The DOT provided a vastly improved Highway 33 with smart use of roundabouts; the City of Port is making it even better by getting rid of an excess of unneeded signs.
On Nov. 14 the Port Washington Chamber of Commerce will present its annual City Beautification Award for “contributions to the community through beautifying our landscape.” We nominate the members of the Port Washington Board of Public Works and Common Council for this honor.
They deserve it for standing up to the Wisconsin Department of Transportation and insisting that some 30 redundant, unnecessary and unsightly traffic signs be removed from the new Highway 33 at the western edge of the city.
That 30 signs can be removed without conflicting with federal highway safety regulations speaks volumes about the wretched excess of signage inflicted on this rebuilt highway connection to the Grand Avenue entrance to Port Washington.
Port Washington officials were counting on the new and improved Highway 33 gateway to be an aesthetic upgrade, thanks to removing the Highway LL overpass, burying utility wires, installing decorative street lights and elaborately landscaping the median. But then came the DOT’s sign barrage.
The DOT plastered the roadside, the median and even the sky with signs pointing out what, as one city official put it, was obvious to any motorist alert enough to qualify for a drivers license.
Repetitive signs were posted around crosswalks already marked with large rectangles on the pavement. Left-turn lanes, which anyone in a conscious state could recognize as left-turn lanes and were marked on the pavement for good measure, were excuses for more signs. Beefy metal structures were erected for
elevated signs repeating information about roundabouts provided with other markers.
The state initially resisted the effort to remove the superfluous signage, but the city persevered. The Board of Public Works voted to take down the sign clutter and the Common Council added an exclamation point to the action with a ratifying vote. The city will have to pay the cost of taking down the signs. The estimated $2,000 to do that will be money well spent; the money spent by the DOT to erect the forest of signs was not.
The Highway 33 project will be declared finished Friday morning with a ribbon-cutting ceremony. With construction lingering on for more than a year, it has been a long, difficult haul for businesses along the road and a persistent irritation for frequent travelers on the route. All things considered, though, it was worth the aggravation.
Even though the four-lane highway/street has a lower speed limit than the old two-lane Highway 33 (rather counter-intuitively), it makes travel between Port Washington and Saukville quicker and more efficient, thanks to the wise use of roundabouts at three intersections.

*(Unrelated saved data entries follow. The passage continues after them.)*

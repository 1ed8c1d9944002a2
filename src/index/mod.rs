#[cfg(test)]
mod tests;

use indicatif::{ProgressBar, ProgressStyle};
use tracing::{debug, info};

use crate::dataset::RegulationClause;
use crate::embeddings::Embedder;
use crate::{ComplianceError, Result};

// Clauses per embed_batch call while building, so the progress bar moves
// even for large datasets.
const BUILD_BATCH_SIZE: usize = 32;

/// In-memory exact nearest-neighbor index over regulation clauses.
///
/// Clauses are stored in insertion order; the row id of a vector is the
/// position of its clause. Built once at startup and read-only afterwards,
/// so concurrent `search` calls need no locking.
#[derive(Debug, Clone)]
pub struct RegulationIndex {
    clauses: Vec<RegulationClause>,
    vectors: Vec<Vec<f32>>,
    dimension: usize,
}

/// A retrieved clause with its Euclidean distance to the query.
#[derive(Debug, Clone, PartialEq)]
pub struct ScoredClause<'a> {
    pub clause: &'a RegulationClause,
    pub distance: f32,
}

impl RegulationIndex {
    /// Embed every clause and build the flat L2 structure.
    ///
    /// The only constructor: an unbuilt index is unrepresentable. Fails
    /// with a `Dataset` error when the dataset is empty or a clause is
    /// missing required fields, and with an embedding fault when the
    /// provider returns vectors of inconsistent dimension.
    #[inline]
    pub fn build(clauses: Vec<RegulationClause>, embedder: &dyn Embedder) -> Result<Self> {
        if clauses.is_empty() {
            return Err(ComplianceError::Dataset(
                "cannot build an index over an empty dataset".to_string(),
            ));
        }

        for clause in &clauses {
            clause.validate()?;
        }

        let progress = if console::Term::stderr().is_term() {
            ProgressBar::new(clauses.len() as u64).with_style(
                ProgressStyle::with_template("{bar:40} [{pos}/{len}] Embedding regulation clauses")
                    .expect("valid progress template"),
            )
        } else {
            ProgressBar::hidden()
        };

        let mut vectors: Vec<Vec<f32>> = Vec::with_capacity(clauses.len());
        for batch in clauses.chunks(BUILD_BATCH_SIZE) {
            let texts: Vec<String> = batch.iter().map(|c| c.text.clone()).collect();
            let embedded = embedder.embed_batch(&texts)?;
            progress.inc(embedded.len() as u64);
            vectors.extend(embedded);
        }
        progress.finish_and_clear();

        if vectors.len() != clauses.len() {
            return Err(ComplianceError::Other(anyhow::anyhow!(
                "embedding provider returned {} vectors for {} clauses",
                vectors.len(),
                clauses.len()
            )));
        }

        let dimension = vectors.first().map_or(0, Vec::len);
        if dimension == 0 {
            return Err(ComplianceError::Other(anyhow::anyhow!(
                "embedding provider returned an empty vector"
            )));
        }
        for (position, vector) in vectors.iter().enumerate() {
            if vector.len() != dimension {
                return Err(ComplianceError::Other(anyhow::anyhow!(
                    "embedding dimension mismatch at row {}: expected {}, got {}",
                    position,
                    dimension,
                    vector.len()
                )));
            }
        }

        info!(
            "Built regulation index: {} clauses, {} dimensions",
            clauses.len(),
            dimension
        );

        Ok(Self {
            clauses,
            vectors,
            dimension,
        })
    }

    #[inline]
    pub fn len(&self) -> usize {
        self.clauses.len()
    }

    #[inline]
    pub fn is_empty(&self) -> bool {
        self.clauses.is_empty()
    }

    #[inline]
    pub fn dimension(&self) -> usize {
        self.dimension
    }

    /// Embed the query and return the `k` nearest clauses by Euclidean
    /// distance, ascending, ties broken by insertion order. Returns all
    /// clauses when `k` exceeds the indexed count. Deterministic for a
    /// fixed index and embedding provider.
    #[inline]
    pub fn search(
        &self,
        embedder: &dyn Embedder,
        query_text: &str,
        k: usize,
    ) -> Result<Vec<ScoredClause<'_>>> {
        let query = embedder.embed(query_text)?;
        self.search_vector(&query, k)
    }

    /// Nearest-neighbor search over an already-embedded query vector.
    #[inline]
    pub fn search_vector(&self, query: &[f32], k: usize) -> Result<Vec<ScoredClause<'_>>> {
        if k == 0 {
            return Err(ComplianceError::Other(anyhow::anyhow!(
                "search requires k >= 1"
            )));
        }

        if query.len() != self.dimension {
            return Err(ComplianceError::Other(anyhow::anyhow!(
                "query dimension mismatch: expected {}, got {}",
                self.dimension,
                query.len()
            )));
        }

        let mut scored: Vec<(usize, f32)> = self
            .vectors
            .iter()
            .map(|vector| euclidean_distance(query, vector))
            .enumerate()
            .collect();

        // Ascending distance; insertion order settles ties.
        scored.sort_by(|a, b| a.1.total_cmp(&b.1).then(a.0.cmp(&b.0)));
        scored.truncate(k);

        debug!(
            "Search returned {} of {} clauses",
            scored.len(),
            self.clauses.len()
        );

        Ok(scored
            .into_iter()
            .map(|(position, distance)| ScoredClause {
                clause: &self.clauses[position],
                distance,
            })
            .collect())
    }
}

fn euclidean_distance(a: &[f32], b: &[f32]) -> f32 {
    a.iter()
        .zip(b.iter())
        .fold(0.0f32, |sum, (x, y)| {
            let diff = x - y;
            diff.mul_add(diff, sum)
        })
        .sqrt()
}
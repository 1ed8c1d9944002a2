use super::*;

#[test]
fn client_configuration() {
    let mut config = Config::default();
    config.ollama.host = "chat-host".to_string();
    config.ollama.port = 4321;
    config.ollama.chat_model = "judge-model".to_string();

    let client = OllamaChatClient::new(&config).expect("Failed to create client");

    assert_eq!(client.model, "judge-model");
    assert_eq!(client.base_url.host_str(), Some("chat-host"));
    assert_eq!(client.base_url.port(), Some(4321));
}

#[test]
fn chat_request_wire_format() {
    let request = ChatRequest {
        model: "judge-model".to_string(),
        messages: vec![ChatMessage {
            role: "user",
            content: "Analyze this clause".to_string(),
        }],
        format: "json",
        stream: false,
    };

    let json = serde_json::to_string(&request).expect("should serialize chat request");
    assert!(json.contains("\"format\":\"json\""));
    assert!(json.contains("\"stream\":false"));
    assert!(json.contains("\"role\":\"user\""));
}

#[test]
fn chat_response_parsing() {
    let raw = r#"{
        "model": "judge-model",
        "message": {"role": "assistant", "content": "{\"compliance_status\":\"Compliant\"}"},
        "done": true
    }"#;

    let response: ChatResponse = serde_json::from_str(raw).expect("should parse chat response");
    assert!(response.message.content.contains("Compliant"));
}
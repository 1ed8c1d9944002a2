use complisense::extract::extract_result;
use criterion::{Criterion, criterion_group, criterion_main};
use std::hint::black_box;

pub fn criterion_benchmark(c: &mut Criterion) {
    let filler = "The assistant rambles about data protection principles. ".repeat(50);
    let payload = format!(
        "{filler}{{\"compliance_status\":\"partial\",\"reason\":\"retention terms are vague\",\
         \"risk_level\":\"med\",\"confidence_score\":\"0.65\",\
         \"details\":{{\"articles\":[\"Article 5\"]}}}} {filler}"
    );

    c.bench_function("extraction", |b| {
        b.iter(|| extract_result(black_box(&payload)))
    });
}

criterion_group!(benches, criterion_benchmark);
criterion_main!(benches);
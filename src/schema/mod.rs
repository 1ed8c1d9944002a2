
use serde::{Deserialize, Serialize};
use std::fmt;

use crate::{ComplianceError, Result};

/// Minimum length of a `reason` after trimming, in characters.
pub const MIN_REASON_LEN: usize = 5;

/// Canonical compliance verdict vocabulary.
///
/// The serialized form matches the wire strings the model is instructed to
/// produce ("Non-Compliant", "Partially Compliant"), so a canonical result
/// round-trips through JSON unchanged.
#[derive(Debug, Clone, Copy, PartialEq, Eq, Serialize, Deserialize)]
pub enum ComplianceStatus {
    Compliant,
    #[serde(rename = "Non-Compliant")]
    NonCompliant,
    #[serde(rename = "Partially Compliant")]
    PartiallyCompliant,
    Unknown,
}

/// Canonical risk vocabulary.
#[derive(Debug, Clone, Copy, PartialEq, Eq, Serialize, Deserialize)]
pub enum RiskLevel {
    Low,
    Medium,
    High,
    Unknown,
}

// Model-output synonyms, lowercase alias -> canonical value. Canonical names
// themselves are matched separately in from_keyword.
const STATUS_ALIASES: &[(&str, ComplianceStatus)] = &[
    ("yes", ComplianceStatus::Compliant),
    ("pass", ComplianceStatus::Compliant),
    ("no", ComplianceStatus::NonCompliant),
    ("fail", ComplianceStatus::NonCompliant),
    ("noncompliant", ComplianceStatus::NonCompliant),
    ("partial", ComplianceStatus::PartiallyCompliant),
    ("partly", ComplianceStatus::PartiallyCompliant),
];

const RISK_ALIASES: &[(&str, RiskLevel)] = &[
    ("l", RiskLevel::Low),
    ("m", RiskLevel::Medium),
    ("med", RiskLevel::Medium),
    ("moderate", RiskLevel::Medium),
    ("h", RiskLevel::High),
    ("critical", RiskLevel::High),
];

impl ComplianceStatus {
    pub const ALL: [Self; 4] = [
        Self::Compliant,
        Self::NonCompliant,
        Self::PartiallyCompliant,
        Self::Unknown,
    ];

    #[inline]
    pub fn as_str(self) -> &'static str {
        match self {
            Self::Compliant => "Compliant",
            Self::NonCompliant => "Non-Compliant",
            Self::PartiallyCompliant => "Partially Compliant",
            Self::Unknown => "Unknown",
        }
    }

    /// Map a raw model-output value onto the canonical vocabulary.
    ///
    /// Matching is case-insensitive and whitespace-trimmed. Returns `None`
    /// for values that are neither canonical nor a known synonym.
    #[inline]
    pub fn from_keyword(raw: &str) -> Option<Self> {
        let needle = raw.trim().to_lowercase();
        Self::ALL
            .into_iter()
            .find(|status| status.as_str().eq_ignore_ascii_case(&needle))
            .or_else(|| {
                STATUS_ALIASES
                    .iter()
                    .find(|(alias, _)| *alias == needle)
                    .map(|&(_, status)| status)
            })
    }
}

impl RiskLevel {
    pub const ALL: [Self; 4] = [Self::Low, Self::Medium, Self::High, Self::Unknown];

    #[inline]
    pub fn as_str(self) -> &'static str {
        match self {
            Self::Low => "Low",
            Self::Medium => "Medium",
            Self::High => "High",
            Self::Unknown => "Unknown",
        }
    }

    /// Map a raw model-output value onto the canonical vocabulary.
    #[inline]
    pub fn from_keyword(raw: &str) -> Option<Self> {
        let needle = raw.trim().to_lowercase();
        Self::ALL
            .into_iter()
            .find(|level| level.as_str().eq_ignore_ascii_case(&needle))
            .or_else(|| {
                RISK_ALIASES
                    .iter()
                    .find(|(alias, _)| *alias == needle)
                    .map(|&(_, level)| level)
            })
    }
}

impl fmt::Display for ComplianceStatus {
    #[inline]
    fn fmt(&self, f: &mut fmt::Formatter<'_>) -> fmt::Result {
        f.write_str(self.as_str())
    }
}

impl fmt::Display for RiskLevel {
    #[inline]
    fn fmt(&self, f: &mut fmt::Formatter<'_>) -> fmt::Result {
        f.write_str(self.as_str())
    }
}

/// The validated verdict produced by every analysis, successful or not.
///
/// Invariants: `reason` is non-blank and at least [`MIN_REASON_LEN`]
/// characters after trimming, `confidence_score` is finite and within
/// `[0.0, 1.0]`. Construct through [`ComplianceResult::new`] (which enforces
/// them) or [`ComplianceResult::unknown`] (which satisfies them by
/// construction).
#[derive(Debug, Clone, PartialEq, Serialize, Deserialize)]
pub struct ComplianceResult {
    pub compliance_status: ComplianceStatus,
    pub reason: String,
    pub risk_level: RiskLevel,
    pub confidence_score: f64,
}

impl ComplianceResult {
    /// Build a result, failing with a `Validation` error naming every
    /// violated field when the invariants do not hold.
    #[inline]
    pub fn new(
        compliance_status: ComplianceStatus,
        reason: impl Into<String>,
        risk_level: RiskLevel,
        confidence_score: f64,
    ) -> Result<Self> {
        let result = Self {
            compliance_status,
            reason: reason.into(),
            risk_level,
            confidence_score,
        };
        result.validate()?;
        Ok(result)
    }

    /// The canonical fallback for every fault path. Always valid: a blank or
    /// too-short diagnostic is replaced rather than propagated.
    #[inline]
    pub fn unknown(reason: impl Into<String>) -> Self {
        let reason = reason.into().trim().to_string();
        let reason = if reason.is_empty() {
            "No diagnostic available".to_string()
        } else if reason.chars().count() < MIN_REASON_LEN {
            format!("Diagnostic: {reason}")
        } else {
            reason
        };

        Self {
            compliance_status: ComplianceStatus::Unknown,
            reason,
            risk_level: RiskLevel::Unknown,
            confidence_score: 0.0,
        }
    }

    /// Re-check every field invariant.
    #[inline]
    pub fn validate(&self) -> Result<()> {
        let mut violations = Vec::new();

        let trimmed = self.reason.trim();
        if trimmed.is_empty() {
            violations.push("reason is blank");
        } else if trimmed.chars().count() < MIN_REASON_LEN {
            violations.push("reason is shorter than 5 characters");
        }

        if !self.confidence_score.is_finite()
            || self.confidence_score < 0.0
            || self.confidence_score > 1.0
        {
            violations.push("confidence_score is outside [0.0, 1.0]");
        }

        if violations.is_empty() {
            Ok(())
        } else {
            Err(ComplianceError::Validation(violations.join("; ")))
        }
    }
}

It is to the DOT’s credit that the agency specified the roundabouts even though they remain controversial in Wisconsin. When State Rep. Duey Stroebel of Cedarburg recently asked his constituents in a survey what they thought of roundabouts, 59% said they disapproved of them; only 37% liked them.
This can probably be chalked up to merely an age-old distrust of the new and different, for roundabouts come with a host of advantages over traditional road crossings. For one, they’re safer. A wealth of data makes the case that roundabouts have substantially fewer serious crashes than traditional intersections.
Beyond that, the charm of these traffic circles is that they keep traffic moving. This is critical at the two intersections in the Saukville portion of the new Highway 33 that have roundabouts. Before the roundabout was built at Northwoods Road and Highway 33, southbound and northbound vehicles had a hard time getting across the intersection at peak traffic times. Driver frustration probably contributed to a number of collisions
At the old Market Street intersection, waiting for permission from the fleeting green light to enter or cross Highway 33 could seem like an eternity. With the roundabout, there is less waiting, less fuel wasted idling and less frustration.
It is true that roundabouts require something stops signs and red traffic lights don’t—making a judgment on when to yield the right of way. That’s hardly too much to ask of people licensed to drive.
The new Highway 33 is generally a success and will be more so when the City of Port Washington rids the road of 30 unnecessary signs. The officials responsible for that deserve recognition for an act of civic beautification.